======== DATA SHOWN

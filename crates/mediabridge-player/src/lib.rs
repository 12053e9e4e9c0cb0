//! Player-state synchronization and track-selection core.
//!
//! Each active player instance is driven by one [`coordinator`] control
//! thread sitting between a [`adapter::NativePlayerAdapter`] (the per-OS
//! native engine) and a [`listener::PlaybackListener`] (the application
//! layer). Commands arrive through a [`PlayerHandle`]; native state-change
//! callbacks are marshaled through the same control thread so the listener
//! observes a consistent ordering of events.

#![deny(clippy::wildcard_imports)]

pub mod adapter;
mod config;
pub mod coordinator;
mod error;
pub mod listener;
pub mod media_item;

pub use config::PlayerConfig;
pub use coordinator::{CommandResponse, PlayerHandle, start_player};
pub use error::PlayerError;
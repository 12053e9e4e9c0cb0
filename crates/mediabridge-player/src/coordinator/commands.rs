use tracing::debug;

use mediabridge_core::Command;

use crate::error::PlayerError;
use crate::media_item;

use super::{CommandCtx, CommandMessage, CommandResponse, PendingLoad, push_state_update};

/// Handles one command on the control thread. Returns `true` when the loop
/// should shut down.
pub(super) fn handle_command(msg: CommandMessage, ctx: &mut CommandCtx<'_>) -> bool {
    let CommandMessage { command, resp_tx } = msg;
    match command {
        Command::Play => {
            ctx.adapter.play();
            respond(resp_tx, Ok(CommandResponse::Ack));
        }
        Command::Pause => {
            ctx.adapter.pause();
            respond(resp_tx, Ok(CommandResponse::Ack));
        }
        Command::SeekTo { position_ms } => {
            ctx.adapter.seek_to(position_ms.max(0.0));
            respond(resp_tx, Ok(CommandResponse::Ack));
            push_state_update(ctx.state, ctx.adapter);
        }
        Command::SetVolume { volume } => {
            ctx.adapter.set_volume(volume.clamp(0.0, 1.0));
            respond(resp_tx, Ok(CommandResponse::Ack));
            // Volume changes are not reliably notified by every engine.
            push_state_update(ctx.state, ctx.adapter);
        }
        Command::SetPlaybackSpeed { speed } => {
            ctx.adapter.set_playback_speed(speed);
            respond(resp_tx, Ok(CommandResponse::Ack));
            push_state_update(ctx.state, ctx.adapter);
        }
        Command::ReplaceCurrentMediaItem { item, autoplay } => {
            on_replace_current_media_item(ctx, item, autoplay, resp_tx);
        }
        Command::QueueMediaItem { item } => {
            on_queue_media_item(ctx, item, resp_tx);
        }
        Command::Stop { reset } => {
            if reset {
                ctx.adapter.remove_all_items();
            } else {
                ctx.adapter.pause();
            }
            respond(resp_tx, Ok(CommandResponse::Ack));
            push_state_update(ctx.state, ctx.adapter);
        }
        Command::SetSelectedTrack {
            track_type,
            track_id,
        } => {
            super::tracks::set_selected_track(ctx.adapter, track_type, track_id.as_deref());
            respond(resp_tx, Ok(CommandResponse::Ack));
        }
        Command::SetSelectedTrackByLanguage {
            track_type,
            language,
        } => {
            let found =
                super::tracks::set_selected_track_by_language(ctx.adapter, track_type, &language);
            respond(resp_tx, Ok(CommandResponse::Matched { found }));
        }
        Command::SetFullscreen { is_fullscreen } => {
            ctx.state.is_fullscreen = is_fullscreen;
            respond(resp_tx, Ok(CommandResponse::Ack));
            push_state_update(ctx.state, ctx.adapter);
        }
        Command::Shutdown => {
            respond(resp_tx, Ok(CommandResponse::Ack));
            return true;
        }
    }
    false
}

fn respond(
    resp_tx: Option<tokio::sync::oneshot::Sender<Result<CommandResponse, PlayerError>>>,
    result: Result<CommandResponse, PlayerError>,
) {
    if let Some(resp_tx) = resp_tx {
        let _ = resp_tx.send(result);
    }
}

fn on_replace_current_media_item(
    ctx: &mut CommandCtx<'_>,
    item: mediabridge_core::MediaItem,
    autoplay: bool,
    resp_tx: Option<tokio::sync::oneshot::Sender<Result<CommandResponse, PlayerError>>>,
) {
    // Live streams reject absolute start offsets; joining at the live edge
    // is the engine default.
    let start_position_ms = if item.is_live {
        None
    } else {
        item.playback_start_position_ms
    };

    let token = ctx.state.next_load_token();
    supersede_pending_load(ctx, token);
    ctx.state.pending_load = Some(PendingLoad { token, resp_tx });

    let native = media_item::to_native(&item);
    debug!(
        player_id = ctx.state.player_id,
        url = native.url,
        token = token.value(),
        autoplay,
        "replace current media item"
    );
    ctx.adapter.set_media_item(native, start_position_ms, token);
    ctx.adapter.set_play_when_ready(autoplay);
}

fn on_queue_media_item(
    ctx: &mut CommandCtx<'_>,
    item: mediabridge_core::MediaItem,
    resp_tx: Option<tokio::sync::oneshot::Sender<Result<CommandResponse, PlayerError>>>,
) {
    let token = ctx.state.next_load_token();
    supersede_pending_load(ctx, token);
    ctx.state.pending_load = Some(PendingLoad { token, resp_tx });

    let native = media_item::to_native(&item);
    debug!(
        player_id = ctx.state.player_id,
        url = native.url,
        token = token.value(),
        "queue media item"
    );
    ctx.adapter.add_media_item(native, token);
}

fn supersede_pending_load(ctx: &mut CommandCtx<'_>, new_token: super::LoadToken) {
    let Some(pending) = ctx.state.pending_load.take() else {
        return;
    };
    debug!(
        player_id = ctx.state.player_id,
        superseded = pending.token.value(),
        by = new_token.value(),
        "pending load superseded"
    );
    if let Some(resp_tx) = pending.resp_tx {
        let _ = resp_tx.send(Err(PlayerError::LoadSuperseded));
    }
}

================

- _YOUR INSTRUCTIONS_
The line with "let _ = resp_tx.send(Err(PlayerError::LoadSuperseded));" and every line after it up to the end of the entries: output those exactly, and only those.

- _TASK RESPONSE_
        let _ = resp_tx.send(Err(PlayerError::LoadSuperseded));
    }
}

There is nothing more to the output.